7 de julio de 2010

VERONIKA DECIDE MORIR, de Emily Young


En una reseña anterior ya había anticipado sobre la adaptación del libro, del escritor "best seller" Paulo Coelho, a la pantalla grande, "Veronika decide morir". Sustancialmente, como todo sabemos, Coelho tiene un estilo de literatura basada en la autoayuda preponderando lo espiritual. Esta historia no será la excepción ya que todo lo acontecido girará en torno a una "lección de vida" dejando paso también a la moraleja con aforismos incluidos.

Veronika es una joven neoyorkina que aparentemente parece tener todo, un buen trabajo, una buena relación familiar y un noviazgo decente. Pero surge en ella una angustia de tipo existencial, se ve abrumada por un futuro rutinario y alienante. Ante tal panorama, una noche decide tomarse un frasco de pastillas para quitarse la vida. El intento de suicidio fallido la llevará a que la internen en un psiquiátrico para tratar su depresión. Una vez allí le develaran que tiene una grave enfermedad y, paradójicamente, que le queda poco tiempo de vida. En esta institución su vida cambiara completamente, porque hará buenas amistades y conocerá el verdadero amor. Poco a poco se irá autodescubriendo y encontrará las ganas y lo motivos para seguir existiendo.

La película transita un ritmo lento y contemplativo, pareciera que la directora quiere lograr la atmosfera acorde a los estados de ánimo de Veronika, pretende crear un clima reflexivo e introspectivo. El problema reside que el guión no logra estar a la altura de las circunstancias. Los personajes están tratados con poca hondura y los acontecimientos y diálogos son bastantes predecibles, ni hablar del final que encuentra una "vuelta de tuerca" un tanto forzada y sobreexplicativa. En este contexto la verosimilitud pierde potencia, en consecuencia la empatia hacia los personajes toma distancia.

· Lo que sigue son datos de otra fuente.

//! Transport - one network call per operation.
//!
//! A [`Transport`] turns a resource-relative [`Request`] into the decoded JSON
//! body of the response, or a [`TransportError`]. It never retries and never
//! interprets the payload; callers know each resource's shape.
//!
//! ```text
//! ResourceClient ──Request──▶ RetryTransport? ──▶ HttpTransport ──▶ <origin>/api/<path>
//!                ◀──Value────                 ◀──               ◀──
//! ```

mod http;
mod multipart;
mod retry;

pub use http::HttpTransport;
pub use multipart::{Attachment, MultipartForm, Part};
pub use retry::RetryTransport;

use std::sync::Arc;

use async_trait::async_trait;
use serde::Serialize;
use serde_json::Value;

use crate::error::TransportError;

/// HTTP method of a request.
#[derive(Debug, Clone, Copy, PartialEq, Eq, Hash)]
pub enum Verb {
    Get,
    Post,
    Put,
    Delete,
}

impl Verb {
    pub fn as_str(&self) -> &'static str {
        match self {
            Verb::Get => "GET",
            Verb::Post => "POST",
            Verb::Put => "PUT",
            Verb::Delete => "DELETE",
        }
    }
}

/// Request body.
#[derive(Debug, Clone, PartialEq, Default)]
pub enum Body {
    #[default]
    Empty,
    /// Sent as `application/json`.
    Json(Value),
    /// Sent as `multipart/form-data`; used whenever a file is attached.
    Multipart(MultipartForm),
}

impl Body {
    pub fn json<T: Serialize + ?Sized>(value: &T) -> Result<Self, TransportError> {
        serde_json::to_value(value)
            .map(Body::Json)
            .map_err(|e| TransportError::Encode(e.to_string()))
    }

    pub fn is_empty(&self) -> bool {
        matches!(self, Body::Empty)
    }
}

/// One call against one resource endpoint.
#[derive(Debug, Clone, PartialEq)]
pub struct Request {
    pub method: Verb,
    /// Path below `/api/`, e.g. `agents/7`.
    pub path: String,
    pub query: Vec<(String, String)>,
    /// Attach the bearer credential.
    pub auth: bool,
    pub body: Body,
}

impl Request {
    pub fn new(method: Verb, path: impl Into<String>) -> Self {
        Self {
            method,
            path: path.into(),
            query: Vec::new(),
            auth: false,
            body: Body::Empty,
        }
    }

    pub fn get(path: impl Into<String>) -> Self {
        Self::new(Verb::Get, path)
    }

    pub fn post(path: impl Into<String>, body: Body) -> Self {
        Self::new(Verb::Post, path).with_body(body)
    }

    pub fn put(path: impl Into<String>, body: Body) -> Self {
        Self::new(Verb::Put, path).with_body(body)
    }

    pub fn delete(path: impl Into<String>) -> Self {
        Self::new(Verb::Delete, path)
    }

    pub fn with_body(mut self, body: Body) -> Self {
        self.body = body;
        self
    }

    pub fn with_auth(mut self, auth: bool) -> Self {
        self.auth = auth;
        self
    }

    pub fn with_query(mut self, key: impl Into<String>, value: impl Into<String>) -> Self {
        self.query.push((key.into(), value.into()));
        self
    }
}

/// Issues one network call and resolves to the parsed JSON body.
#[async_trait]
pub trait Transport: Send + Sync {
    async fn send(&self, request: Request) -> Result<Value, TransportError>;
}

#[async_trait]
impl<T: Transport + ?Sized> Transport for Arc<T> {
    async fn send(&self, request: Request) -> Result<Value, TransportError> {
        (**self).send(request).await
    }
}

/// Pull the backend's human-readable `message` out of a JSON body.
pub(crate) fn body_message(body: &Value) -> Option<String> {
    body.get("message")
        .and_then(Value::as_str)
        .filter(|m| !m.is_empty())
        .map(str::to_string)
}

Tanto la película, al igual que lo hacia el libro, denotan el tratamiento "light" o superficial que hay acerca de estas formas que se pretenden "sanadoras del alma". Reconocida formula comercial que se retroalimenta gracias a generar, acorde a la lógica del deseo, la ilusión de una satisfacción inmediata en el espectador o lector, condición peligrosamente complaciente y tranquilizadora.